‘Tis the season to spend time with family, cook with friends and support big corporations that make you buy as much as possible. Now this is a loaded topic that I could talk for hours about, but I believe it is essential to focus on two main ideas: Thanksgiving and all its misconceptions and problems, as well as the absurd consumerism that is late November and December.
Family and friends gather during this wonderful season to spend time together, yet this time of year has turned into something much more commercialized and routine. We show up at our relatives’ houses with a quiche that has been a family tradition for years and make small talk with all our uncles and cousins who we haven’t seen since last holiday season. We smile and mingle with our family until meal time, and then return to our lives and put away our holiday spirits for the year. That is perfectly fine and now quite common, but as a population, we have forgotten what these holidays are about.
Since these celebrations are huge traditions it seems only polite to try and understand where each of them came from. Thanksgiving, the holiday with the most falsities and myths surrounding it, has a way of bringing out the American in people. Whether it’s the turkey, pumpkin pie or some sick combination, Thanksgiving now ends with a car full of stuffed family members and friends, drunk on tryptophan, who then drive to Best Buy at midnight to stand in line for six hours for the sales.
Every year, there are hundreds of articles that explain what really happened on Thanksgiving and how the entire holiday was founded on a massacre. The problem is that still only a small portion of people acknowledge this fact, and most continue on with celebrating the horrific loss of life and culture that occurred in November 1621. Although the holidays are supposed to be cheerful times meant to be spent with family and friends, it’s important to acknowledge the past and try our hardest to prevent it from happening again, even though, sadly, it already has, in North Dakota. As a country, we have been brainwashed into believing that the story we are told is the right one. Yet, over the past 100 years, we have gradually begun to see that there are two sides to every story, and that the side we have been focusing on is the one that slaughtered thousands of innocent people.

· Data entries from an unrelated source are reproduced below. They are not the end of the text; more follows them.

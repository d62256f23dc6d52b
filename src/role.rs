//! Role records and the per-permission override value

use serde::{Deserialize, Serialize};

use crate::constants::SystemRole;
use crate::error::{Error, Result};

pub type RoleId = u64;
pub type UserId = u64;

/// A stored role
#[derive(Debug, Clone, PartialEq, Eq, Serialize, Deserialize)]
pub struct Role {
    pub id: RoleId,
    /// Group name; unique only together with `board_uri` and `caste`
    pub role: String,
    /// `None` applies to every board
    pub board_uri: Option<String>,
    pub caste: Option<String>,
    /// Display key
    pub name: String,
    pub capcode: Option<String>,
    pub inherit_id: Option<RoleId>,
    pub system: bool,
    pub weight: i64,
}

impl Role {
    #[inline]
    pub fn is_system(&self) -> bool {
        self.system
    }

    #[inline]
    pub fn is_global(&self) -> bool {
        self.board_uri.is_none()
    }

    /// Whether this role is in effect for `board` (`None` = site-wide context)
    pub fn applies_to(&self, board: Option<&str>) -> bool {
        match (&self.board_uri, board) {
            (None, _) => true,
            (Some(b), Some(ctx)) => b == ctx,
            (Some(_), None) => false,
        }
    }

    /// Capcode shown next to posts; anonymous never shows one
    pub fn display_capcode(&self) -> Option<&str> {
        if self.id == SystemRole::Anonymous.id() {
            return None;
        }
        self.capcode.as_deref()
    }

    pub(crate) fn from_system(r: SystemRole) -> Self {
        Role {
            id: r.id(),
            role: r.role().to_string(),
            board_uri: None,
            caste: None,
            name: r.name(),
            capcode: match r {
                SystemRole::Anonymous | SystemRole::Registered | SystemRole::Unaccountable => None,
                _ => Some(r.name()),
            },
            inherit_id: None,
            system: true,
            weight: r.weight(),
        }
    }
}

/// Weight descending, then id ascending
pub fn sort_by_weight(roles: &mut [Role]) {
    roles.sort_by(|a, b| b.weight.cmp(&a.weight).then(a.id.cmp(&b.id)));
}

/// Index key parts are 1-255 bytes; an empty part is how `None` is stored
pub(crate) fn validate_part(what: &str, v: &str) -> Result<()> {
    if v.is_empty() || v.len() > u8::MAX as usize {
        return Err(Error::InvalidInput(format!("{} must be 1-255 bytes", what)));
    }
    Ok(())
}

/// Fields for a new role. The store assigns the id.
#[derive(Debug, Clone, PartialEq, Eq, Default)]
pub struct RoleSpec {
    pub role: String,
    pub board_uri: Option<String>,
    pub caste: Option<String>,
    pub name: String,
    pub capcode: Option<String>,
    pub inherit_id: Option<RoleId>,
    pub weight: i64,
}

impl RoleSpec {
    pub fn new(role: &str, weight: i64) -> Self {
        RoleSpec {
            role: role.to_string(),
            name: format!("user.role.{}", role),
            weight,
            ..Default::default()
        }
    }

    pub fn board(mut self, uri: &str) -> Self {
        self.board_uri = Some(uri.to_string());
        self
    }

    pub fn caste(mut self, caste: &str) -> Self {
        self.caste = Some(caste.to_string());
        self
    }

    pub fn name(mut self, name: &str) -> Self {
        self.name = name.to_string();
        self
    }

    pub fn capcode(mut self, capcode: &str) -> Self {
        self.capcode = Some(capcode.to_string());
        self
    }

    pub fn inherit(mut self, parent: RoleId) -> Self {
        self.inherit_id = Some(parent);
        self
    }

    pub(crate) fn validate(&self) -> Result<()> {
        validate_part("role", &self.role)?;
        for (what, v) in [("board_uri", &self.board_uri), ("caste", &self.caste)] {
            if let Some(s) = v {
                validate_part(what, s)?;
            }
        }
        Ok(())
    }

    pub(crate) fn into_role(self, id: RoleId) -> Role {
        Role {
            id,
            role: self.role,
            board_uri: self.board_uri,
            caste: self.caste,
            name: self.name,
            capcode: self.capcode,
            inherit_id: self.inherit_id,
            system: false,
            weight: self.weight,
        }
    }
}

/// Tri-state override stored per (role, permission)
#[derive(Debug, Clone, Copy, PartialEq, Eq, Hash)]
pub enum PermissionValue {
    Allow,
    Deny,
    /// No row; the role defers to its parent
    Unset,
}

impl PermissionValue {
    #[inline]
    pub fn as_option(self) -> Option<bool> {
        match self {
            PermissionValue::Allow => Some(true),
            PermissionValue::Deny => Some(false),
            PermissionValue::Unset => None,
        }
    }
}

impl From<Option<bool>> for PermissionValue {
    fn from(v: Option<bool>) -> Self {
        match v {
            Some(true) => PermissionValue::Allow,
            Some(false) => PermissionValue::Deny,
            None => PermissionValue::Unset,
        }
    }
}

impl From<bool> for PermissionValue {
    fn from(v: bool) -> Self {
        Some(v).into()
    }
}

Now that the December holidays are in full force, it’s time for big corporations to get richer and for parents to buy as much as possible to please their anxious children. The holidays have become so materialized that few truly respect this season for what it is and should be.
It is crucial for us to remember that these holidays were not miracles, and that many of them were founded on conflicts that should not be celebrated. As we waltz into the holiday season, remember to reflect on the past and acknowledge these holidays for their true meaning. Make them special and appreciate them for what they should be about: family, giving and giving thanks for the things you are so blessed to have.